I have written on this issue several times and must admit that my views have also changed. Just last June I wrote a piece critical of the rotation principle as it is implemented in panchayats because it leads to men fielding their wives or female relatives from seats they had contested and then reclaiming them once they are dereserved. I have also concurred that merely having more women in legislative bodies does not automatically lead to an improvement in the quality of governance.
Yet, should not a law that has been discussed in committees and outside and on which there appears to be some kind of consensus amongst the majority of political parties, at least be tried out? Why should politicians threaten to “do or die” rather than allow the Bill to go through? Is it really such a threat to Indian democracy? And are those opposing it exemplars of the best of Indian democracy?
No threat to democracy
Apart from the “Yadav troika”, there are many other men and women who object in particular to the mechanism of rotation of seats to be reserved for women. They argue that this will undermine democracy, as it will not allow MPs to “nurture” their constituencies. But has anyone counted how many MPs actually nurtured their constituencies? And if they do, how many such constituencies are now the personal fiefdoms of particular politicians who will not permit anyone, but their kin, to contest from them? Do the vast majority of politicians always get the constituencies of their choice during elections? Or do only those who are powerful and have the clout to insist that they will only contest from their “nurtured” constituency? Why has nurturing constituencies — that exists only sporadically on the ground — become such an important component of Indian democracy and that too only when another system has been suggested?
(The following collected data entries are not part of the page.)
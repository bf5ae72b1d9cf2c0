//! Helpers for materializing server configuration files

use serde_yaml::{Mapping, Value};
use std::fmt::Write as _;
use std::path::Path;

/// Deep-merge `overlay` into `base`
///
/// Mappings merge key by key, sequences are concatenated and any other
/// value from `overlay` replaces the one in `base`.
pub fn merge(base: Value, overlay: Value) -> Value {
    match (base, overlay) {
        (Value::Mapping(mut base), Value::Mapping(overlay)) => {
            for (key, value) in overlay {
                let merged = match base.remove(&key) {
                    Some(existing) => merge(existing, value),
                    None => value,
                };
                base.insert(key, merged);
            }
            Value::Mapping(base)
        }
        (Value::Sequence(mut base), Value::Sequence(overlay)) => {
            base.extend(overlay);
            Value::Sequence(base)
        }
        (_, overlay) => overlay,
    }
}

/// Merge several layers, later layers winning
pub fn merge_all(layers: impl IntoIterator<Item = Value>) -> Value {
    layers
        .into_iter()
        .fold(Value::Mapping(Mapping::new()), merge)
}

/// Render a scalar the way it should appear in a flat config file
pub fn scalar_text(value: &Value) -> Option<String> {
    match value {
        Value::Null => None,
        Value::Bool(b) => Some(b.to_string()),
        Value::Number(n) => Some(n.to_string()),
        Value::String(s) => Some(s.clone()),
        Value::Tagged(tagged) => scalar_text(&tagged.value),
        Value::Sequence(_) | Value::Mapping(_) => {
            Some(serde_yaml::to_string(value).unwrap_or_default().trim().to_string())
        }
    }
}

/// Render a mapping as INI text
///
/// Top-level scalars become `key = value` lines, nested mappings become
/// `[section]` blocks and null values are written as bare keys.
pub fn render_ini(ini: &Mapping) -> String {
    fn line(out: &mut String, key: &Value, value: &Value) {
        let key = scalar_text(key).unwrap_or_default();
        match scalar_text(value) {
            Some(value) => {
                let _ = writeln!(out, "{} = {}", key, value);
            }
            None => {
                let _ = writeln!(out, "{}", key);
            }
        }
    }

    let mut out = String::new();
    for (key, value) in ini {
        if let Value::Mapping(section) = value {
            let _ = writeln!(out, "[{}]", scalar_text(key).unwrap_or_default());
            for (key, value) in section {
                line(&mut out, key, value);
            }
        } else {
            line(&mut out, key, value);
        }
    }
    out
}

/// Write a mapping as an INI file
pub fn write_ini(path: &Path, ini: &Mapping) -> std::io::Result<()> {
    std::fs::write(path, render_ini(ini))
}

/// Write a value as a YAML file
pub fn write_yaml(path: &Path, value: &Value) -> std::io::Result<()> {
    let text = serde_yaml::to_string(value)
        .map_err(|e| std::io::Error::new(std::io::ErrorKind::InvalidData, e))?;
    std::fs::write(path, text)
}

/// Split a command line into words, honoring single and double quotes
/// and backslash escapes outside single quotes
pub fn shell_split(command: &str) -> Result<Vec<String>, String> {
    let mut words = Vec::new();
    let mut word = String::new();
    let mut in_word = false;
    let mut chars = command.chars();

    while let Some(c) = chars.next() {
        match c {
            '\'' => {
                in_word = true;
                loop {
                    match chars.next() {
                        Some('\'') => break,
                        Some(c) => word.push(c),
                        None => return Err(format!("unterminated quote in '{}'", command)),
                    }
                }
            }
            '"' => {
                in_word = true;
                loop {
                    match chars.next() {
                        Some('"') => break,
                        Some('\\') => match chars.next() {
                            Some(c @ ('"' | '\\' | '$' | '`')) => word.push(c),
                            Some(c) => {
                                word.push('\\');
                                word.push(c);
                            }
                            None => return Err(format!("unterminated quote in '{}'", command)),
                        },
                        Some(c) => word.push(c),
                        None => return Err(format!("unterminated quote in '{}'", command)),
                    }
                }
            }
            '\\' => {
                in_word = true;
                match chars.next() {
                    Some(c) => word.push(c),
                    None => return Err(format!("trailing backslash in '{}'", command)),
                }
            }
            c if c.is_whitespace() => {
                if in_word {
                    words.push(std::mem::take(&mut word));
                    in_word = false;
                }
            }
            c => {
                in_word = true;
                word.push(c);
            }
        }
    }

    if in_word {
        words.push(word);
    }
    Ok(words)
}
impl VariableResolver {
    /// Create a resolver seeded with `confdir` and `basedir`
    pub fn new(confdir: &Path, basedir: &Path, ports: PortPool) -> Self {
        let mut table = VariableTable::new();
        table.insert("confdir".to_string(), confdir.display().to_string());
        table.insert("basedir".to_string(), basedir.display().to_string());
        Self {
            basedir: basedir.to_path_buf(),
            table,
            extra: VariableTable::new(),
            ports,
        }
    }

    /// Make literal `extra` bindings available to bare tokens
    ///
    /// They are only consulted when the walk has no binding of its own.
    pub fn with_extra(mut self, extra: &IndexMap<String, Value>) -> Self {
        self.extra = scalar_bindings(extra);
        self
    }

    /// Current variable table
    pub fn table(&self) -> &VariableTable {
        &self.table
    }

    /// Consume the resolver, returning the variable table
    pub fn into_table(self) -> VariableTable {
        self.table
    }

    /// Resolve every string leaf of `tree`
    pub fn resolve(&mut self, tree: Value) -> Result<Value, VariableError> {
        let mut trail = Vec::new();
        self.walk(tree, &mut trail)
    }

    /// Merge extra bindings into the table without overwriting walk results
    pub fn merge_extra(&mut self, extra: &IndexMap<String, Value>) {
        for (name, value) in scalar_bindings(extra) {
            self.table.entry(name).or_insert(value);
        }
    }

    fn walk(&mut self, node: Value, trail: &mut Vec<String>) -> Result<Value, VariableError> {
        match node {
            Value::Mapping(mapping) => {
                let mut resolved = serde_yaml::Mapping::with_capacity(mapping.len());
                for (key, value) in mapping {
                    trail.push(key_label(&key));
                    let value = self.walk(value, trail)?;
                    trail.pop();
                    resolved.insert(key, value);
                }
                Ok(Value::Mapping(resolved))
            }
            Value::Sequence(items) => {
                let mut resolved = Vec::with_capacity(items.len());
                for (i, item) in items.into_iter().enumerate() {
                    trail.push(i.to_string());
                    resolved.push(self.walk(item, trail)?);
                    trail.pop();
                }
                Ok(Value::Sequence(resolved))
            }
            Value::String(s) => Ok(Value::String(self.substitute(&s, trail)?)),
            Value::Tagged(tagged) => {
                let TaggedValue { tag, value } = *tagged;
                let value = self.walk(value, trail)?;
                Ok(Value::Tagged(Box::new(TaggedValue { tag, value })))
            }
            other => Ok(other),
        }
    }

    /// Substitute all tokens in a single string
    pub fn substitute(&mut self, input: &str, trail: &[String]) -> Result<String, VariableError> {
        let pass = self.substitute_pass(&COMPOUND_PATTERN, input, trail)?;
        self.substitute_pass(&BARE_PATTERN, &pass, trail)
    }

    fn substitute_pass(
        &mut self,
        pattern: &Regex,
        input: &str,
        trail: &[String],
    ) -> Result<String, VariableError> {
        let mut error: Option<VariableError> = None;

        let result = pattern.replace_all(input, |caps: &Captures| {
            if error.is_some() {
                return String::new();
            }

            match self.resolve_capture(caps, trail) {
                Ok(value) => value,
                Err(e) => {
                    error = Some(e);
                    String::new()
                }
            }
        });

        if let Some(e) = error {
            return Err(e);
        }

        Ok(result.into_owned())
    }

    fn resolve_capture(&mut self, caps: &Captures, trail: &[String]) -> Result<String, VariableError> {
        let name = &caps[1];

        if let Some(value) = self.table.get(name) {
            return Ok(value.clone());
        }

        let Some(kind) = caps.get(2) else {
            // Bare names without a binding pass through as the name itself
            return Ok(self
                .resolve_extra(name, trail)?
                .unwrap_or_else(|| name.to_string()));
        };

        let kind_str = kind.as_str();
        let service = &name[..name.len() - kind_str.len() - 1];

        match TokenKind::parse(kind_str) {
            Some(kind) => self.bind(service, kind),
            None => match self.resolve_extra(name, trail)? {
                Some(value) => Ok(value),
                None => Err(VariableError::UnknownKind {
                    token: caps[0].to_string(),
                    path: trail.join("/"),
                }),
            },
        }
    }

    /// Expand the `extra` binding `name` and memoize the result
    ///
    /// The binding is taken out of `extra` while it expands, so a value
    /// referring back to itself passes through instead of recursing.
    fn resolve_extra(
        &mut self,
        name: &str,
        trail: &[String],
    ) -> Result<Option<String>, VariableError> {
        let Some(raw) = self.extra.shift_remove(name) else {
            return Ok(None);
        };
        let value = self.substitute(&raw, trail)?;
        self.table.insert(name.to_string(), value.clone());
        Ok(Some(value))
    }

    /// Create and memoize the binding for `<service>_<kind>`
    fn bind(&mut self, service: &str, kind: TokenKind) -> Result<String, VariableError> {
        let name = match kind {
            TokenKind::Addr => format!("{}_addr", service),
            TokenKind::Ip => format!("{}_ip", service),
            TokenKind::Port => format!("{}_port", service),
            TokenKind::Dir => format!("{}_dir", service),
            TokenKind::Sock => format!("{}_sock", service),
            TokenKind::Env => format!("{}_env", service),
        };

        match kind {
            TokenKind::Addr | TokenKind::Ip | TokenKind::Port => {
                let endpoint = self
                    .ports
                    .reserve_endpoint()
                    .ok_or_else(|| VariableError::PortsExhausted(service.to_string()))?;
                log::debug!("Allocated {} for service '{}'", endpoint, service);
                self.table
                    .insert(format!("{}_ip", service), endpoint.ip().to_string());
                self.table
                    .insert(format!("{}_port", service), endpoint.port().to_string());
                self.table.insert(format!("{}_addr", service), endpoint.to_string());
            }
            TokenKind::Dir => {
                let dir = self.basedir.join(&name);
                std::fs::create_dir_all(&dir).map_err(|e| VariableError::Io {
                    path: dir.display().to_string(),
                    source: e,
                })?;
                self.table.insert(name.clone(), dir.display().to_string());
            }
            TokenKind::Sock => {
                let sock = self.basedir.join(format!("{}.sock", name));
                self.table.insert(name.clone(), sock.display().to_string());
            }
            TokenKind::Env => {
                let value = std::env::var(service).unwrap_or_default();
                self.table.insert(name.clone(), value);
            }
        }

        Ok(self.table[&name].clone())
    }
}
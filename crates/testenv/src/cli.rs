//! Command-line interfaces of `testenv` and `testenv-mock`

use argh::FromArgs;

/// Start the servers described in a config, run a command against them,
/// then tear everything down
#[derive(FromArgs, Debug)]
pub struct TestenvArgs {
    /// path to the testenv config file
    #[argh(option, short = 'c')]
    pub config: String,

    /// check the config and print the start order without running anything
    #[argh(switch)]
    pub validate: bool,

    /// log level (error, warn, info, debug, trace)
    #[argh(option, short = 'l', default = "String::from(\"info\")")]
    pub log_level: String,

    /// command to run once all servers are ready (default: env)
    #[argh(positional, greedy)]
    pub command: Vec<String>,
}

/// Serve canned HTTP responses from a routes file
#[derive(FromArgs, Debug)]
pub struct MockArgs {
    /// path to the routes file
    #[argh(option)]
    pub config: String,

    /// address to listen on (ip:port)
    #[argh(option)]
    pub listen: String,

    /// log level (error, warn, info, debug, trace)
    #[argh(option, short = 'l', default = "String::from(\"info\")")]
    pub log_level: String,
}

/// Normalize a `--log-level` value into an env_logger filter
pub fn log_filter(level: &str) -> &'static str {
    match level.to_lowercase().as_str() {
        "error" => "error",
        "warn" => "warn",
        "info" => "info",
        "debug" => "debug",
        "trace" => "trace",
        _ => "info",
    }
}

#[cfg(test)]
mod tests {
    use super::*;

    fn parse(args: &[&str]) -> Result<TestenvArgs, argh::EarlyExit> {
        TestenvArgs::from_args(&["testenv"], args)
    }

    #[test]
    fn test_command_is_collected() {
        let args = parse(&["--config", "env.yml", "pytest", "-x", "tests/"]).unwrap();
        assert_eq!(args.config, "env.yml");
        assert_eq!(args.command, vec!["pytest", "-x", "tests/"]);
        assert_eq!(args.log_level, "info");
        assert!(!args.validate);
    }

    #[test]
    fn test_separator_and_short_options() {
        let args = parse(&["-c", "env.yml", "-l", "debug", "--", "sh", "-c", "env"]).unwrap();
        assert_eq!(args.config, "env.yml");
        assert_eq!(args.log_level, "debug");
        assert_eq!(args.command, vec!["sh", "-c", "env"]);
    }

    #[test]
    fn test_command_defaults_to_empty() {
        let args = parse(&["--config", "env.yml", "--validate"]).unwrap();
        assert!(args.command.is_empty());
        assert!(args.validate);
        assert!(parse(&["pytest"]).is_err());
    }

    #[test]
    fn test_mock_args() {
        let args = MockArgs::from_args(
            &["testenv-mock"],
            &["--config", "routes.yaml", "--listen", "127.0.0.1:8080"],
        )
        .unwrap();
        assert_eq!(args.listen, "127.0.0.1:8080");
    }

    #[test]
    fn test_log_filter() {
        assert_eq!(log_filter("DEBUG"), "debug");
        assert_eq!(log_filter("warn"), "warn");
        assert_eq!(log_filter("verbose"), "info");
    }
}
The rotation system might not be ideal but it is one possible way. What is the harm in giving it a try for a limited period? If those opposing it are really concerned about the democratic principle, perhaps they should push for a provision that gives voters the right to recall elected representatives who are not doing their job. That would introduce far greater accountability than allowing the same individual to contest from a particular constituency for successive elections just because he or she has “nurtured” it.
By demanding a share of seats in elected bodies, women are not saying they are better than men — although some do believe that. They are not saying that all women are equal. They are not claiming that they will make better politicians than men. And they are not asserting that an increase in numbers in Parliament and state assemblies will change the reality for the majority of women in this country.
Try something different?
All they are saying is that the prevailing patriarchal system in this country blocks the path of the majority of women to elected office. Even though all political parties mouth rhetoric about women's empowerment, they have somehow not managed to increase the number of women they get elected to Parliament or assemblies. So perhaps it is time to think of a way of changing this. And one way is the Women's Reservation Bill. That is all. Is this so unreasonable?
The last word has not been said yet on this jinxed Bill. Take a deep breath, and wait for the next episode.